In 2021, Yamashita was awarded a Lifetime Achievement Award for Distinguished Contribution to American Letters from the National Book Foundation. In the judges citation, David Steinberger, Chair of the Board of Directors, observed, “In her various roles as a public intellectual—author, lecturer, teacher, mentor—Yamashita models a deep desire to understand and to embrace life as she finds it. Her body of work has been credited with transforming the approach toward Asian American literary and cultural studies from one that is U.S.-centric to one that is hemispheric and transnational. In prose brimming with electric narrative energy, she employs humor, politics, sardonic wit, and lush polyvocality to invite readers into her nuanced but accessible literary worlds; her writing evinces a breathtaking capacity to transform conventions in genre, voice, intertextuality, and characterization.”
Yamashita is the recipient of the John Dos Passos Prize for Literature, and a U.S. Artists’ Ford Foundation Fellowship. Her awards include the California Book Award, Asian/Pacific American Librarians Association Award, and multiple Association for Asian American Studies Book Awards.
Yamashita was awarded a Thomas J. Watson Fellowship to travel to São Paulo for research on the extensive history of Japanese immigration to Brazil where she remained for a decade. While there, Yamashita formed a study of Japanese Brazilian agricultural life, conducting interviews with Japanese immigrants, their descendants, and members of a commune. On her return to Los Angeles in 1984, Yamashita worked on translations and screenplays, and produced dramatic works such as Hannah Kusoh: An American Butoh, Tokyo Carmen vs. L.A. Carmen, and Noh Bozos, which she has linked to the content and style of her novel Tropic of Orange.

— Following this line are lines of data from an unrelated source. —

use std::fmt;
use std::str::FromStr;

use chrono::{DateTime, Utc};
use serde::{Deserialize, Serialize};

#[derive(Debug, Clone, Copy, PartialEq, Eq, Hash, Serialize, Deserialize)]
#[serde(rename_all = "lowercase")]
pub enum Role {
    Customer,
    Staff,
    Admin,
}

impl Role {
    pub fn as_str(&self) -> &'static str {
        match self {
            Role::Customer => "customer",
            Role::Staff => "staff",
            Role::Admin => "admin",
        }
    }
}

impl fmt::Display for Role {
    fn fmt(&self, f: &mut fmt::Formatter<'_>) -> fmt::Result {
        f.write_str(self.as_str())
    }
}

impl FromStr for Role {
    type Err = String;

    fn from_str(s: &str) -> Result<Self, Self::Err> {
        match s.to_ascii_lowercase().as_str() {
            "customer" => Ok(Role::Customer),
            "staff" => Ok(Role::Staff),
            "admin" => Ok(Role::Admin),
            other => Err(format!("Unknown role: {}", other)),
        }
    }
}

/// Authentication identity. Stored in `users`.
#[derive(Debug, Clone, Serialize, Deserialize)]
pub struct User {
    #[serde(rename = "_id")]
    pub id: String,
    pub name: String,
    pub email: String,
    pub phone: Option<String>,
    pub password_hash: String,
    pub role: Role,
    #[serde(default = "default_active")]
    pub is_active: bool,
    #[serde(with = "crate::models::timestamp")]
    pub created_at: DateTime<Utc>,
    #[serde(with = "crate::models::timestamp")]
    pub updated_at: DateTime<Utc>,
}

fn default_active() -> bool {
    true
}

/// What the API hands out for a user: everything except the hash.
#[derive(Debug, Clone, Serialize, Deserialize)]
pub struct PublicUser {
    pub id: String,
    pub name: String,
    pub email: String,
    pub phone: Option<String>,
    pub role: Role,
    pub is_active: bool,
    #[serde(with = "crate::models::timestamp")]
    pub created_at: DateTime<Utc>,
}

impl From<&User> for PublicUser {
    fn from(user: &User) -> Self {
        PublicUser {
            id: user.id.clone(),
            name: user.name.clone(),
            email: user.email.clone(),
            phone: user.phone.clone(),
            role: user.role,
            is_active: user.is_active,
            created_at: user.created_at,
        }
    }
}

#[cfg(test)]
mod tests {
    use super::*;

    #[test]
    fn test_role_parsing_is_case_insensitive() {
        assert_eq!("Staff".parse::<Role>().unwrap(), Role::Staff);
        assert_eq!("ADMIN".parse::<Role>().unwrap(), Role::Admin);
        assert!("driver".parse::<Role>().is_err());
    }

    #[test]
    fn test_public_user_drops_password_hash() {
        let now = Utc::now();
        let user = User {
            id: "u1".into(),
            name: "Asha".into(),
            email: "asha@example.com".into(),
            phone: None,
            password_hash: "$2b$12$secret".into(),
            role: Role::Customer,
            is_active: true,
            created_at: now,
            updated_at: now,
        };
        let json = serde_json::to_value(PublicUser::from(&user)).unwrap();
        assert!(json.get("password_hash").is_none());
        assert_eq!(json["role"], "customer");
    }
}
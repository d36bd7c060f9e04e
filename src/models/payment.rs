use std::fmt;
use std::str::FromStr;

use chrono::{DateTime, Utc};
use serde::{Deserialize, Serialize};

#[derive(Debug, Clone, Copy, PartialEq, Eq, Hash, Default, Serialize, Deserialize)]
#[serde(rename_all = "lowercase")]
pub enum PaymentStatus {
    #[default]
    Pending,
    Completed,
    Failed,
    Refunded,
}

impl PaymentStatus {
    pub fn as_str(&self) -> &'static str {
        match self {
            PaymentStatus::Pending => "pending",
            PaymentStatus::Completed => "completed",
            PaymentStatus::Failed => "failed",
            PaymentStatus::Refunded => "refunded",
        }
    }

    pub fn can_transition_to(&self, next: PaymentStatus) -> bool {
        use PaymentStatus::*;
        matches!(
            (self, next),
            (Pending, Completed) | (Pending, Failed) | (Completed, Refunded)
        )
    }
}

impl fmt::Display for PaymentStatus {
    fn fmt(&self, f: &mut fmt::Formatter<'_>) -> fmt::Result {
        f.write_str(self.as_str())
    }
}

impl FromStr for PaymentStatus {
    type Err = String;

    fn from_str(s: &str) -> Result<Self, Self::Err> {
        match s.trim().to_ascii_lowercase().as_str() {
            "pending" => Ok(PaymentStatus::Pending),
            "completed" => Ok(PaymentStatus::Completed),
            "failed" => Ok(PaymentStatus::Failed),
            "refunded" => Ok(PaymentStatus::Refunded),
            other => Err(format!("Invalid payment status: {}", other)),
        }
    }
}

/// How the money moved.
#[derive(Debug, Clone, Copy, PartialEq, Eq, Default, Serialize, Deserialize)]
#[serde(rename_all = "lowercase")]
pub enum PaymentChannel {
    #[default]
    Cash,
    Upi,
    Card,
    Wallet,
}

#[derive(Debug, Clone, Serialize, Deserialize)]
pub struct Payment {
    #[serde(rename = "_id")]
    pub id: String,
    pub order_id: String,
    pub customer_id: String,
    pub amount: f64,
    pub method: PaymentChannel,
    pub status: PaymentStatus,
    pub transaction_ref: Option<String>,
    #[serde(with = "crate::models::timestamp")]
    pub created_at: DateTime<Utc>,
    #[serde(with = "crate::models::timestamp")]
    pub updated_at: DateTime<Utc>,
}

#[cfg(test)]
mod tests {
    use super::*;
    use PaymentStatus::*;

    #[test]
    fn test_payment_transitions() {
        assert!(Pending.can_transition_to(Completed));
        assert!(Pending.can_transition_to(Failed));
        assert!(Completed.can_transition_to(Refunded));

        assert!(!Pending.can_transition_to(Refunded));
        assert!(!Failed.can_transition_to(Completed));
        assert!(!Refunded.can_transition_to(Pending));
        assert!(!Completed.can_transition_to(Completed));
    }

    #[test]
    fn test_payment_status_parsing() {
        assert_eq!("COMPLETED".parse::<PaymentStatus>().unwrap(), Completed);
        assert!("paid".parse::<PaymentStatus>().is_err());
    }
}
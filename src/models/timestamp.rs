//! Serde adapter for stored timestamps.
//!
//! Timestamps are written as RFC 3339 UTC with exactly nine fractional digits,
//! so sorting the stored strings orders documents chronologically.

use chrono::{DateTime, SecondsFormat, Utc};
use serde::{Deserialize, Deserializer, Serializer};

pub fn format(at: &DateTime<Utc>) -> String {
    at.to_rfc3339_opts(SecondsFormat::Nanos, true)
}

pub fn serialize<S: Serializer>(at: &DateTime<Utc>, serializer: S) -> Result<S::Ok, S::Error> {
    serializer.serialize_str(&format(at))
}

pub fn deserialize<'de, D: Deserializer<'de>>(deserializer: D) -> Result<DateTime<Utc>, D::Error> {
    DateTime::<Utc>::deserialize(deserializer)
}

pub mod option {
    use chrono::{DateTime, Utc};
    use serde::{Deserialize, Deserializer, Serializer};

    pub fn serialize<S: Serializer>(
        at: &Option<DateTime<Utc>>,
        serializer: S,
    ) -> Result<S::Ok, S::Error> {
        match at {
            Some(at) => serializer.serialize_some(&super::format(at)),
            None => serializer.serialize_none(),
        }
    }

    pub fn deserialize<'de, D: Deserializer<'de>>(
        deserializer: D,
    ) -> Result<Option<DateTime<Utc>>, D::Error> {
        Option::<DateTime<Utc>>::deserialize(deserializer)
    }
}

She is currently professor emerita of literature and creative writing at the University of California, Santa Cruz.
Dana Heatherton:
Dana Fujiko Heatherton is Head of New Markets for Waymo, the leader in autonomous driving car technology (formerly the Google Self Driving Car Project). Prior to Waymo she served as Chief Operating Officer of GIG Car Share, the nation’s largest free-floating car share and all electric vehicle fleet. In 2020 she was named Top 20 Most Influential Women in Mobility. Previously she helped establish A3Ventures, the Innovation Lab and Venture Capital arm of the Automobile Association of America (AAA) to launch new ventures in mobility, home maintenance, and elder care. Prior to that she worked in Oil Trading for Shell in Houston, TX and in Finance for the Capital Group in LA. Dana currently serves as Co-Chair of the National Japanese American Memorial Foundation, and has been active in the community as U.S.-Japan Council Regional Chair, Executive Board Member of the Little Tokyo Service Center, and a TV reporter for local Japanese news. She is a yonsei from Los Angeles and graduated from UCLA with a degree in American Literature. Dana lives in San Francisco with her husband and two children.